Mulut gang menuju mata air Citalaga nyaris tak terlihat, tepat di samping reklame itu, sebelum kelokan jalan yang tepiannya ditumbuhi perdu dan bambu. Dari situ tangga semen meliuk-liuk sepanjang lereng menuju mata air. Air menetes-netes sepanjang tebing, tersalurkan ke selokan, tertampung di dasar jurang.

Begitu melihat tetesan air jernih, istri saya bersimpuh di salah satu undakan. Decak kagum dalam bahasa Sunda, juga doa dalam bahasa Arab, seketika terucap. Saya sendiri terus turun ke dasar tebing.

Di situ ada beberapa bak penampungan air, sejumlah pipa paralon, juga beberapa pancuran yang tiada hentinya menggelontorkan air bersih.
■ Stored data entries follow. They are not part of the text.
//! Gain-scheduled PID controllers executed by the server.
//!
//! - [`accessor`]: which signal a controller reads and drives
//! - [`model`]: the serializable parameter model and schedule selection
//! - [`controller`]: create/update/delete synchronisation

pub mod accessor;
pub mod controller;
pub mod model;

pub use accessor::{AccessorData, AccessorKind};
pub use controller::{ControllerId, PidController, PidDefinition, Registration};
pub use model::{Controller, ControllerSchedule, GainUpdate, Interval, Limits, Pid, Schedule};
Di sekitarnya, seladar air menciptakan warna hijau di hamparan peta-petak lahan.

Inilah salah satu di antara sejumlah mata air di Bandung Utara yang airnya ditampung dan dikelola oleh PDAM Tirtawening. Hingga awal tahun 2000-an, setahu saya, masyarakat setempat masih menyelenggaran ritus “hajat cai”.

Sekarang, seperti yang kami lihat pagi itu, berkah alam di situ sepertinya kurang terawat. Sampah plastik mulai mengancam, bau pesing tercium di sekitar mulut gang.

Curug Sigay

Di lain pekan kami menyusuri Jalan Gegerkalong Girang lalu belok kanan lewat SMP 29, dan terus menyusuri gang yang sempit, berkelak-kelok, dan menurun.
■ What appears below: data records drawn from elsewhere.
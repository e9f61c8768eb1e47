//! Constructive-subtraction (`MINUS_*` relation) tests exercised at the
//! `quadray_scene`/`quadray_render` level, below the `quadray` facade,
//! since they inspect clipper lists and per-surface bounds that the
//! facade does not expose.

use glam::Vec3;

use quadray_core::arena::Arena;
use quadray_core::options::RenderOpts;
use quadray_core::transform::Transform3D;
use quadray_scene::literal::{ArrayLiteral, ObjectLiteral, SideLiteral, SurfaceLiteral};
use quadray_scene::material::Material;
use quadray_scene::node::ShapeKind;
use quadray_scene::relation::{Relation, RelationKind};
use quadray_scene::{clipper::ClipperElement, Scene};

#[test]
fn cylinder_minus_sphere_shrinks_along_its_own_axis() -> anyhow::Result<()> {
    let mut scene = Scene::empty(RenderOpts::defaults());
    let material = scene.insert_material(Material::plain(Vec3::ONE));

    // Children order: [sphere (index 0), cylinder (index 1)], matching
    // relation {1, MINUS_OUTER, 0}: subtract the sphere from the
    // cylinder's outer surface.
    let sphere = SurfaceLiteral {
        transform: Transform3D::IDENTITY,
        animation: None,
        shape: ShapeKind::Sphere,
        coeffs: (1.0, 1.0, 1.0),
        clipper_min: Vec3::splat(-1.0),
        clipper_max: Vec3::splat(1.0),
        outer: SideLiteral { material },
        inner: None,
    };
    let cylinder = SurfaceLiteral {
        transform: Transform3D::IDENTITY,
        animation: None,
        shape: ShapeKind::Cylinder,
        coeffs: (1.0, 1.0, 0.0),
        clipper_min: Vec3::new(-1.5, -1.5, -4.5),
        clipper_max: Vec3::new(1.5, 1.5, 4.5),
        outer: SideLiteral { material },
        inner: None,
    };

    scene.attach_root(ArrayLiteral {
        transform: Transform3D::IDENTITY,
        animation: None,
        children: vec![ObjectLiteral::Surface(sphere), ObjectLiteral::Surface(cylinder)],
        relations: vec![Relation {
            obj1: 1,
            kind: RelationKind::MinusOuter,
            obj2: 0,
        }],
    })?;

    quadray_scene::update_phase0(&mut scene, 0.0)?;
    let surfaces = scene.surfaces().to_vec();
    let sphere_id = surfaces[0];
    let cylinder_id = surfaces[1];

    // The sphere's own bounds must settle first: the cylinder's clipped
    // accumulation path reads them.
    let mut scratch = Arena::new();
    quadray_render::update_surface(&mut scene, sphere_id, &mut scratch)?;
    quadray_render::update_surface(&mut scene, cylinder_id, &mut scratch)?;

    let cylinder = scene.node(cylinder_id).unwrap().kind.as_surface().unwrap();
    let unclipped_extent = 9.0; // the cylinder's declared length along K
    let clipped_extent = cylinder.bbox_max.z - cylinder.bbox_min.z;
    assert!(
        clipped_extent < unclipped_extent,
        "cylinder bbox K extent ({clipped_extent}) should shrink once the sphere clips it"
    );
    Ok(())
}

#[test]
fn mutually_subtracting_hyperboloids_each_keep_one_clipper_and_an_8_vertex_bound() -> anyhow::Result<()> {
    let mut scene = Scene::empty(RenderOpts::defaults());
    let material = scene.insert_material(Material::plain(Vec3::ONE));
    let hyperboloid = |coeffs: (f32, f32, f32)| SurfaceLiteral {
        transform: Transform3D::IDENTITY,
        animation: None,
        shape: ShapeKind::Hyperboloid { rat: 0.5, hyp: 1.0 },
        coeffs,
        clipper_min: Vec3::splat(-2.0),
        clipper_max: Vec3::splat(2.0),
        outer: SideLiteral { material },
        inner: None,
    };

    scene.attach_root(ArrayLiteral {
        transform: Transform3D::IDENTITY,
        animation: None,
        children: vec![
            ObjectLiteral::Surface(hyperboloid((1.0, 1.0, -1.0))),
            ObjectLiteral::Surface(hyperboloid((1.0, 1.0, -1.0))),
        ],
        relations: vec![
            Relation {
                obj1: 1,
                kind: RelationKind::MinusOuter,
                obj2: 0,
            },
            Relation {
                obj1: 0,
                kind: RelationKind::MinusInner,
                obj2: 1,
            },
        ],
    })?;

    quadray_scene::update_phase0(&mut scene, 0.0)?;
    let surfaces = scene.surfaces().to_vec();
    assert_eq!(surfaces.len(), 2);

    let mut scratch = Arena::new();
    for &id in &surfaces {
        quadray_render::update_surface(&mut scene, id, &mut scratch)?;
    }

    for &id in &surfaces {
        let surface = scene.node(id).unwrap().kind.as_surface().unwrap();
        let clipper_count = surface
            .custom_clippers
            .iter()
            .filter(|el| matches!(el, ClipperElement::Clipper { .. }))
            .count();
        assert_eq!(clipper_count, 1, "each hyperboloid should carry exactly one clipper");
        assert_eq!(
            surface.polyhedron.verts.len(),
            8,
            "a clipped quadric's bounding polyhedron must have 8 vertices"
        );
    }
    Ok(())
}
Di salah satu kelokan gang, di Cinampeu, ada sebuah tebing yang mengeluarkan air jernih. Sebuah drum dan sejumlah selang plastik menempel ke dinding alam itu. Seorang ibu mencuci pakaian di tepi gang. Katanya, air bersih itu dimanfaatkan buat mandi dan mencuci.
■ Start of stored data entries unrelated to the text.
//! The packed-pixel framebuffer (§3 `Scene`, §4.6).

use glam::Vec3;

/// A row-major `0xXRGB` framebuffer whose row stride may exceed `xres`
/// (rounded up to the active SIMD width, so packet writes never cross a
/// row boundary mid-store).
pub struct FrameBuffer {
    pub xres: u32,
    pub yres: u32,
    pub row_stride: u32,
    pixels: Vec<u32>,
}

impl FrameBuffer {
    /// Builds a buffer sized for `xres x yres`, with `row_stride` rounded
    /// up to `simd_lanes`.
    #[must_use]
    pub fn new(xres: u32, yres: u32, simd_lanes: u32) -> Self {
        let row_stride = xres.div_ceil(simd_lanes).max(1) * simd_lanes;
        Self {
            xres,
            yres,
            row_stride,
            pixels: vec![0; (row_stride * yres) as usize],
        }
    }

    /// Re-rounds `row_stride` to a new SIMD width and reallocates if the
    /// new stride differs (`set_simd`, §4.7).
    pub fn retile(&mut self, simd_lanes: u32) {
        let row_stride = self.xres.div_ceil(simd_lanes).max(1) * simd_lanes;
        if row_stride != self.row_stride {
            self.row_stride = row_stride;
            self.pixels = vec![0; (row_stride * self.yres) as usize];
        }
    }

    /// Writes a packed `0xXRGB` pixel at `(col, row)`.
    pub fn set_pixel(&mut self, col: u32, row: u32, xrgb: u32) {
        let idx = (row * self.row_stride + col) as usize;
        if idx < self.pixels.len() {
            self.pixels[idx] = xrgb;
        }
    }

    #[must_use]
    pub fn get_pixel(&self, col: u32, row: u32) -> u32 {
        self.pixels[(row * self.row_stride + col) as usize]
    }

    /// Borrows one scanline, including any stride padding (`get_x_row`,
    /// §4.7).
    #[must_use]
    pub fn row(&self, row: u32) -> &[u32] {
        let start = (row * self.row_stride) as usize;
        &self.pixels[start..start + self.row_stride as usize]
    }

    /// Borrows the whole frame buffer (`get_frame`, §4.7).
    #[must_use]
    pub fn pixels(&self) -> &[u32] {
        &self.pixels
    }

    /// A disjoint mutable view of the rows `[row_start, row_end)`, so
    /// distinct tile-row workers can write without aliasing (§5
    /// "Sorting + Render").
    pub fn row_range_mut(&mut self, row_start: u32, row_end: u32) -> &mut [u32] {
        let start = (row_start * self.row_stride) as usize;
        let end = (row_end * self.row_stride) as usize;
        &mut self.pixels[start..end]
    }

    /// Splits the whole buffer into `n` disjoint, row-aligned mutable
    /// bands covering every row exactly once, each tagged with the
    /// `[row_start, row_end)` range it owns (§5 "Sorting + Render": "No
    /// two workers write the same pixel"). Built with repeated
    /// `split_at_mut` rather than raw pointers, so the disjointness the
    /// render dispatch relies on is checked by the borrow checker, not
    /// merely documented.
    pub fn row_bands_mut(&mut self, n: usize) -> Vec<(u32, u32, &mut [u32])> {
        let band_count = n.max(1) as u32;
        let rows_per_band = self.yres.div_ceil(band_count).max(1);
        let stride = self.row_stride;
        let mut bands = Vec::new();
        let mut remaining: &mut [u32] = &mut self.pixels;
        let mut row = 0u32;
        while row < self.yres {
            let band_rows = rows_per_band.min(self.yres - row);
            let split_at = ((band_rows * stride) as usize).min(remaining.len());
            let (band, rest) = remaining.split_at_mut(split_at);
            bands.push((row, row + band_rows, band));
            remaining = rest;
            row += band_rows;
        }
        bands
    }
}

/// Packs an HDR linear color into clamped 8-bit-per-channel `0xXRGB`
/// (§4.6 final accumulation step).
#[must_use]
pub fn pack_xrgb(color: Vec3) -> u32 {
    let to_u8 = |c: f32| (c.clamp(0.0, 1.0) * 255.0).round() as u32;
    (to_u8(color.x) << 16) | (to_u8(color.y) << 8) | to_u8(color.z)
}

#[cfg(test)]
mod tests {
    use super::*;

    #[test]
    fn pack_xrgb_clamps_out_of_range_channels() {
        assert_eq!(pack_xrgb(Vec3::new(2.0, -1.0, 0.5)), 0x00FF0080);
    }

    #[test]
    fn row_bands_mut_covers_every_row_disjointly() {
        let mut fb = FrameBuffer::new(4, 10, 4);
        let bands = fb.row_bands_mut(3);
        let mut covered = 0u32;
        for (start, end, band) in &bands {
            assert_eq!(band.len(), ((end - start) * 4) as usize);
            covered += end - start;
        }
        assert_eq!(covered, 10);
        assert_eq!(bands[0].0, 0);
        assert_eq!(bands.last().unwrap().1, 10);
    }

    #[test]
    fn row_range_mut_matches_row_accessor() {
        let mut fb = FrameBuffer::new(4, 2, 4);
        fb.set_pixel(1, 1, 0xAA);
        let via_range: Vec<u32> = fb.row_range_mut(1, 2).to_vec();
        assert_eq!(via_range, fb.row(1));
    }
}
“Kalau buat minum?” tanya istri saya.

“Beli air galon,” jawabnya.

Kami terus berjalan, melewati air terjun kecil. Sejenak kami berhenti di Padepokan Silat Sigaymas. Panggung dan halamannya yang luas tampak lengang. Ada empat pria sedang mengobrol sambil berjongkok di salah satu pojok halaman. Kami bertegur sapa sebentar seraya minta permisi buat numpang lewat.

Tidak jauh berjalan dari padepokan itu, sampailah kami ke tempat yang dituju, yakni Curug Sigay. Air terjun menimbulkan bunyi gemuruh di dasar tebing, mengalir ke sungai Cibeureum. Air yang terguling ti tebing memang tampak seperti sigay alias tangga ke langit.

Ada sejumlah tentara dan sukarelawan yang sedang membersihkan sampah plastik dari sekitar air terjun. Sejenak saya ikut nimbrung memungut sampah biar tidak terlalu malu main potret buat Instagram di saat orang lain sibuk bekerja.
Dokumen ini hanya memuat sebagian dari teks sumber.